Day 1 - afternoon
If you’d like an alternative, consider a visit to one of the facilities where Modena PDO (protected designation of origin) prosciutto is made. Prosciutto is a dry-cured but uncooked ham with a sweet, intense bouquet and a flavor that is savory but not salty. If you’re looking for suggestions about where to go, get in touch with us. We’ll be happy to find the option that best meets your needs.
Along the way, make a brief stop in Montale for the Terramara di Montale Open-Air Archaeological Park and Museum and a journey back in time. Be aware, though, that the park is not always open, and we advise calling the park office before visiting.
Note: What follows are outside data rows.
use axum::{
    extract::{Extension, Path, Query, State},
    http::StatusCode,
    Json,
};
use serde::Deserialize;
use uuid::Uuid;

use crate::{
    api::{middleware::auth::CurrentUser, state::AppState},
    domain::{Booking, CompletePaymentRequest, CreateBookingRequest, FailPaymentRequest},
    error::Result,
};

#[derive(Debug, Deserialize)]
pub struct DayParams {
    #[serde(default)]
    date: String,
}

pub async fn create(
    State(state): State<AppState>,
    Extension(current_user): Extension<CurrentUser>,
    Json(req): Json<CreateBookingRequest>,
) -> Result<(StatusCode, Json<Booking>)> {
    let booking = state
        .service_context
        .booking_service
        .create_booking(&current_user.user, req)
        .await?;
    Ok((StatusCode::CREATED, Json(booking)))
}

pub async fn get(
    State(state): State<AppState>,
    Extension(current_user): Extension<CurrentUser>,
    Path(id): Path<String>,
) -> Result<Json<Booking>> {
    let booking = state
        .service_context
        .booking_service
        .get_booking(&current_user.user, &id)
        .await?;
    Ok(Json(booking))
}

pub async fn list_for_day(
    State(state): State<AppState>,
    Extension(_user): Extension<CurrentUser>,
    Path((club_id, court_id)): Path<(Uuid, Uuid)>,
    Query(params): Query<DayParams>,
) -> Result<Json<Vec<Booking>>> {
    let bookings = state
        .service_context
        .booking_service
        .list_court_day(club_id, court_id, &params.date)
        .await?;
    Ok(Json(bookings))
}

pub async fn start_payment(
    State(state): State<AppState>,
    Extension(current_user): Extension<CurrentUser>,
    Path(id): Path<String>,
) -> Result<Json<Booking>> {
    let booking = state
        .service_context
        .payment_service
        .begin_payment(&current_user.user, &id)
        .await?;
    Ok(Json(booking))
}

pub async fn complete_payment(
    State(state): State<AppState>,
    Extension(current_user): Extension<CurrentUser>,
    Path(id): Path<String>,
    Json(req): Json<CompletePaymentRequest>,
) -> Result<Json<Booking>> {
    let booking = state
        .service_context
        .payment_service
        .complete_payment(&current_user.user, &id, req)
        .await?;
    Ok(Json(booking))
}

pub async fn fail_payment(
    State(state): State<AppState>,
    Extension(current_user): Extension<CurrentUser>,
    Path(id): Path<String>,
    Json(req): Json<FailPaymentRequest>,
) -> Result<Json<Booking>> {
    let booking = state
        .service_context
        .payment_service
        .fail_payment(&current_user.user, &id, req)
        .await?;
    Ok(Json(booking))
}
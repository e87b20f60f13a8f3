use axum::{
    extract::State,
    http::HeaderMap,
    Json,
};
use serde_json::{json, Value};

use crate::{
    api::state::AppState,
    error::{AppError, Result},
    service::WebhookOutcome,
};

/// Platform webhook. Anything past signature verification is acknowledged,
/// whether or not it changed a record; store failures answer 500 so the
/// platform redelivers.
pub async fn stripe_webhook(
    State(state): State<AppState>,
    headers: HeaderMap,
    body: String,
) -> Result<Json<Value>> {
    let signature = headers
        .get("stripe-signature")
        .and_then(|v| v.to_str().ok())
        .ok_or(AppError::InvalidSignature)?;

    match state
        .service_context
        .webhook_service
        .handle_webhook(&body, signature)
        .await?
    {
        WebhookOutcome::Processed => {}
        WebhookOutcome::Duplicate => {
            tracing::debug!("Webhook redelivery acknowledged without changes");
        }
    }

    Ok(Json(json!({ "received": true })))
}
use chrono::{DateTime, Utc};
use serde::{Deserialize, Serialize};
use uuid::Uuid;
use validator::Validate;

#[derive(Debug, Clone, Serialize, Deserialize)]
pub struct User {
    pub id: Uuid,
    pub email: String,
    pub display_name: String,
    pub stripe_customer_id: Option<String>,
    pub default_payment_method_id: Option<String>,
    pub created_at: DateTime<Utc>,
    pub updated_at: DateTime<Utc>,
}

impl User {
    /// Customer and payment method to charge off-session, when both are on file.
    pub fn saved_payment_method(&self) -> Option<(&str, &str)> {
        match (
            self.stripe_customer_id.as_deref(),
            self.default_payment_method_id.as_deref(),
        ) {
            (Some(customer), Some(method)) if !customer.is_empty() && !method.is_empty() => {
                Some((customer, method))
            }
            _ => None,
        }
    }
}

#[derive(Debug, Clone, Serialize, Deserialize, Validate)]
pub struct CreateUserRequest {
    #[validate(email(message = "a valid email is required"))]
    pub email: String,
    #[validate(length(min = 1, max = 120, message = "display_name is required"))]
    pub display_name: String,
    #[validate(length(min = 8, message = "password must be at least 8 characters"))]
    pub password: String,
}

#[derive(Debug, Clone, Serialize, Deserialize, Validate)]
pub struct SavePaymentMethodRequest {
    #[validate(length(min = 1, message = "customer_id is required"))]
    pub customer_id: String,
    #[validate(length(min = 1, message = "payment_method_id is required"))]
    pub payment_method_id: String,
}
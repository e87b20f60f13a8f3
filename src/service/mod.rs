pub mod booking_service;
pub mod club_service;
pub mod payment_service;
pub mod user_service;
pub mod webhook_service;

use sqlx::SqlitePool;
use std::sync::Arc;

use crate::auth::AuthService;
use crate::config::Settings;
use crate::payments::PaymentGateway;
use crate::repository::*;
use booking_service::BookingService;
use club_service::ClubService;
use payment_service::{PaymentOptions, PaymentService};
use user_service::UserService;
use webhook_service::WebhookService;

pub use payment_service::{BalanceSummary, OnboardingLink};
pub use user_service::AuthenticatedUser;
pub use webhook_service::WebhookOutcome;

pub struct ServiceContext {
    pub user_repo: Arc<dyn UserRepository>,
    pub club_repo: Arc<dyn ClubRepository>,
    pub booking_repo: Arc<dyn BookingRepository>,
    pub membership_repo: Arc<dyn MembershipRepository>,
    pub balance_repo: Arc<dyn BalanceRepository>,
    pub auth_service: Arc<AuthService>,
    pub user_service: Arc<UserService>,
    pub club_service: Arc<ClubService>,
    pub booking_service: Arc<BookingService>,
    pub payment_service: Arc<PaymentService>,
    pub webhook_service: Arc<WebhookService>,
    pub db_pool: SqlitePool,
}

impl ServiceContext {
    /// Wire repositories and services over one pool. Without a gateway the
    /// payment operations that need the platform answer 503.
    pub fn new(
        db_pool: SqlitePool,
        settings: &Settings,
        gateway: Option<Arc<dyn PaymentGateway>>,
    ) -> Self {
        let retries = settings.database.transaction_retries;

        let user_repo: Arc<dyn UserRepository> = Arc::new(SqliteUserRepository::new(db_pool.clone()));
        let club_repo: Arc<dyn ClubRepository> = Arc::new(SqliteClubRepository::new(db_pool.clone()));
        let booking_repo: Arc<dyn BookingRepository> =
            Arc::new(SqliteBookingRepository::new(db_pool.clone()).with_retries(retries));
        let membership_repo: Arc<dyn MembershipRepository> =
            Arc::new(SqliteMembershipRepository::new(db_pool.clone()));
        let balance_repo: Arc<dyn BalanceRepository> =
            Arc::new(SqliteBalanceRepository::new(db_pool.clone()).with_retries(retries));

        let auth_service = Arc::new(AuthService::new(
            &settings.auth.jwt_secret,
            settings.auth.token_duration_hours,
        ));
        let user_service = Arc::new(UserService::new(user_repo.clone(), auth_service.clone()));
        let club_service = Arc::new(ClubService::new(club_repo.clone(), membership_repo.clone()));
        let booking_service = Arc::new(BookingService::new(booking_repo.clone(), club_repo.clone()));
        let payment_service = Arc::new(PaymentService::new(
            booking_repo.clone(),
            club_repo.clone(),
            user_repo.clone(),
            membership_repo.clone(),
            balance_repo.clone(),
            gateway.clone(),
            PaymentOptions::from_settings(settings),
        ));
        let webhook_service = Arc::new(WebhookService::new(db_pool.clone(), gateway, retries));

        Self {
            user_repo,
            club_repo,
            booking_repo,
            membership_repo,
            balance_repo,
            auth_service,
            user_service,
            club_service,
            booking_service,
            payment_service,
            webhook_service,
            db_pool,
        }
    }
}

/// Flatten validator errors into one message, fields in a stable order.
pub(crate) fn validation_message(errors: validator::ValidationErrors) -> String {
    let mut messages: Vec<String> = errors
        .field_errors()
        .into_iter()
        .flat_map(|(field, errs)| {
            errs.iter().map(move |e| {
                e.message
                    .as_ref()
                    .map(|m| m.to_string())
                    .unwrap_or_else(|| format!("{} is invalid", field))
            })
        })
        .collect();
    messages.sort();
    messages.join(", ")
}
Once you’ve returned from your time travel to remote prehistoric times, resume your culinary adventure in the wonderful world of traditional balsamic vinegar. The choices for a visit to a vinegar cellar are many and varied because of all the firms in the area that produce this local specialty. Another option would be to visit the Museum of Traditional Balsamic Vinegar in Spilamberto where you can discover the secrets of this elixir, unique among the world’s cuisines. In the Museum, you’ll learn about all the phases of the production of balsamic vinegar: the choice of grapes, the harvest and the pressing, the construction of the wooden barrels in which vinegar is aged, the cooking of the must (unfermented grape juice), and the role of the vinegar cellar. You’ll soon realize the complexity of the preparation and production of this special product—born long ago here in Italy and handed down ever since from generation to generation.
A complete multimedia installation introduces visitors to the history of the local people who, over time, both developed and perfected high quality charcuterie products and created an important culinary center, a source of pride for all Italians.